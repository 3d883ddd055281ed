use std::path::PathBuf;

use thiserror::Error;

use crate::probe::EnvironmentProbe;
use crate::settings::SETTINGS_FILE_NAME;

pub const HOME_ENV: &str = "SWITCHBOARD_HOME";
pub const SRC_DIR_ENV: &str = "SWITCHBOARD_SRC_DIR";
pub const LAUNCH_METHOD_ENV: &str = "SWITCHBOARD_LAUNCH_METHOD";
pub const MODULES_DIR_ENV: &str = "SWITCHBOARD_MODULES_DIR";
pub const PORT_ENV: &str = "SWITCHBOARD_PORT";
pub const CHANNEL_ENV: &str = "SWITCHBOARD_CHANNEL";

pub const DEFAULT_PORT: u16 = 8040;
pub const DEFAULT_CHANNEL: &str = "latest";

/// Environment-variable overrides, captured once so resolution stays a pure
/// function of its inputs (tests construct this directly).
#[derive(Debug, Default)]
pub struct EnvOverrides {
    pub home: Option<String>,
    pub src_dir: Option<String>,
    pub launch_method: Option<String>,
    pub modules_dir: Option<String>,
    pub port: Option<String>,
    pub channel: Option<String>,
}

impl EnvOverrides {
    pub fn from_env() -> Self {
        EnvOverrides {
            home: std::env::var(HOME_ENV).ok(),
            src_dir: std::env::var(SRC_DIR_ENV).ok(),
            launch_method: std::env::var(LAUNCH_METHOD_ENV).ok(),
            modules_dir: std::env::var(MODULES_DIR_ENV).ok(),
            port: std::env::var(PORT_ENV).ok(),
            channel: std::env::var(CHANNEL_ENV).ok(),
        }
    }
}

/// The flags main.rs extracts from the clap surface.
#[derive(Debug, Default)]
pub struct CliOptions {
    pub launch_method: Option<String>,
    pub channel: Option<String>,
    pub update: bool,
}

/// Everything the orchestrator needs, resolved with fixed precedence:
/// CLI flag > environment variable > persisted settings > computed default.
///
/// `launch_method` stays a free-form string here; it is validated against
/// `LaunchMethod` at orchestration time, not at parse time.
#[derive(Debug)]
pub struct ResolvedConfig {
    pub launch_method: String,
    pub channel: String,
    pub update: bool,
    pub port: u16,
    pub modules_dir: PathBuf, // hot-loaded device modules, watched by the hub
    pub settings_file: PathBuf,
    pub src_dir: PathBuf, // hub source checkout
}

#[derive(Debug, Error)]
pub enum ConfigError {
    #[error("could not determine home directory")]
    NoHomeDir,
    #[error("invalid {PORT_ENV} value '{0}' (expected a port number 1-65535)")]
    InvalidPort(String),
}

/// `~/.switchboard`, or whatever `SWITCHBOARD_HOME` points at.
pub fn home_dir(env: &EnvOverrides) -> Result<PathBuf, ConfigError> {
    match &env.home {
        Some(h) => Ok(PathBuf::from(h)),
        None => dirs::home_dir()
            .map(|h| h.join(".switchboard"))
            .ok_or(ConfigError::NoHomeDir),
    }
}

/// Computed default when neither flag nor env var picks a launch method.
///
/// A detected engine wins even when its daemon is down or its version is
/// unreportable; the container path then fails loud with start guidance.
/// Only a host with no engine and Node.js at the supported major defaults
/// to the local process.
pub fn default_launch_method(probe: &EnvironmentProbe) -> &'static str {
    if probe.docker_detected() {
        "docker"
    } else if probe.node_supported() {
        "node"
    } else {
        "docker"
    }
}

pub fn resolve(
    cli: &CliOptions,
    env: &EnvOverrides,
    persisted_channel: Option<&str>,
    probe: &EnvironmentProbe,
) -> Result<ResolvedConfig, ConfigError> {
    let home = home_dir(env)?;

    let launch_method = cli
        .launch_method
        .clone()
        .or_else(|| env.launch_method.clone())
        .unwrap_or_else(|| default_launch_method(probe).to_string());

    let channel = cli
        .channel
        .clone()
        .or_else(|| env.channel.clone())
        .or_else(|| persisted_channel.map(str::to_string))
        .unwrap_or_else(|| DEFAULT_CHANNEL.to_string());

    let port = match &env.port {
        Some(raw) => raw
            .parse::<u16>()
            .ok()
            .filter(|p| *p != 0)
            .ok_or_else(|| ConfigError::InvalidPort(raw.clone()))?,
        None => DEFAULT_PORT,
    };

    let src_dir = env
        .src_dir
        .as_ref()
        .map(PathBuf::from)
        .unwrap_or_else(|| home.join("src"));
    let modules_dir = env
        .modules_dir
        .as_ref()
        .map(PathBuf::from)
        .unwrap_or_else(|| home.join("modules"));
    let settings_file = home.join(SETTINGS_FILE_NAME);

    Ok(ResolvedConfig {
        launch_method,
        channel,
        update: cli.update,
        port,
        modules_dir,
        settings_file,
        src_dir,
    })
}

# [Task brief]
Restate the records above verbatim up to and including the line containing "pub enum ConfigError".

# [Response below]
repository 3d883ddd055281ed
use std::path::PathBuf;

use thiserror::Error;

use crate::probe::EnvironmentProbe;
use crate::settings::SETTINGS_FILE_NAME;

pub const HOME_ENV: &str = "SWITCHBOARD_HOME";
pub const SRC_DIR_ENV: &str = "SWITCHBOARD_SRC_DIR";
pub const LAUNCH_METHOD_ENV: &str = "SWITCHBOARD_LAUNCH_METHOD";
pub const MODULES_DIR_ENV: &str = "SWITCHBOARD_MODULES_DIR";
pub const PORT_ENV: &str = "SWITCHBOARD_PORT";
pub const CHANNEL_ENV: &str = "SWITCHBOARD_CHANNEL";

pub const DEFAULT_PORT: u16 = 8040;
pub const DEFAULT_CHANNEL: &str = "latest";

/// Environment-variable overrides, captured once so resolution stays a pure
/// function of its inputs (tests construct this directly).
#[derive(Debug, Default)]
pub struct EnvOverrides {
    pub home: Option<String>,
    pub src_dir: Option<String>,
    pub launch_method: Option<String>,
    pub modules_dir: Option<String>,
    pub port: Option<String>,
    pub channel: Option<String>,
}

impl EnvOverrides {
    pub fn from_env() -> Self {
        EnvOverrides {
            home: std::env::var(HOME_ENV).ok(),
            src_dir: std::env::var(SRC_DIR_ENV).ok(),
            launch_method: std::env::var(LAUNCH_METHOD_ENV).ok(),
            modules_dir: std::env::var(MODULES_DIR_ENV).ok(),
            port: std::env::var(PORT_ENV).ok(),
            channel: std::env::var(CHANNEL_ENV).ok(),
        }
    }
}

/// The flags main.rs extracts from the clap surface.
#[derive(Debug, Default)]
pub struct CliOptions {
    pub launch_method: Option<String>,
    pub channel: Option<String>,
    pub update: bool,
}

/// Everything the orchestrator needs, resolved with fixed precedence:
/// CLI flag > environment variable > persisted settings > computed default.
///
/// `launch_method` stays a free-form string here; it is validated against
/// `LaunchMethod` at orchestration time, not at parse time.
#[derive(Debug)]
pub struct ResolvedConfig {
    pub launch_method: String,
    pub channel: String,
    pub update: bool,
    pub port: u16,
    pub modules_dir: PathBuf, // hot-loaded device modules, watched by the hub
    pub settings_file: PathBuf,
    pub src_dir: PathBuf, // hub source checkout
}

#[derive(Debug, Error)]
pub enum ConfigError {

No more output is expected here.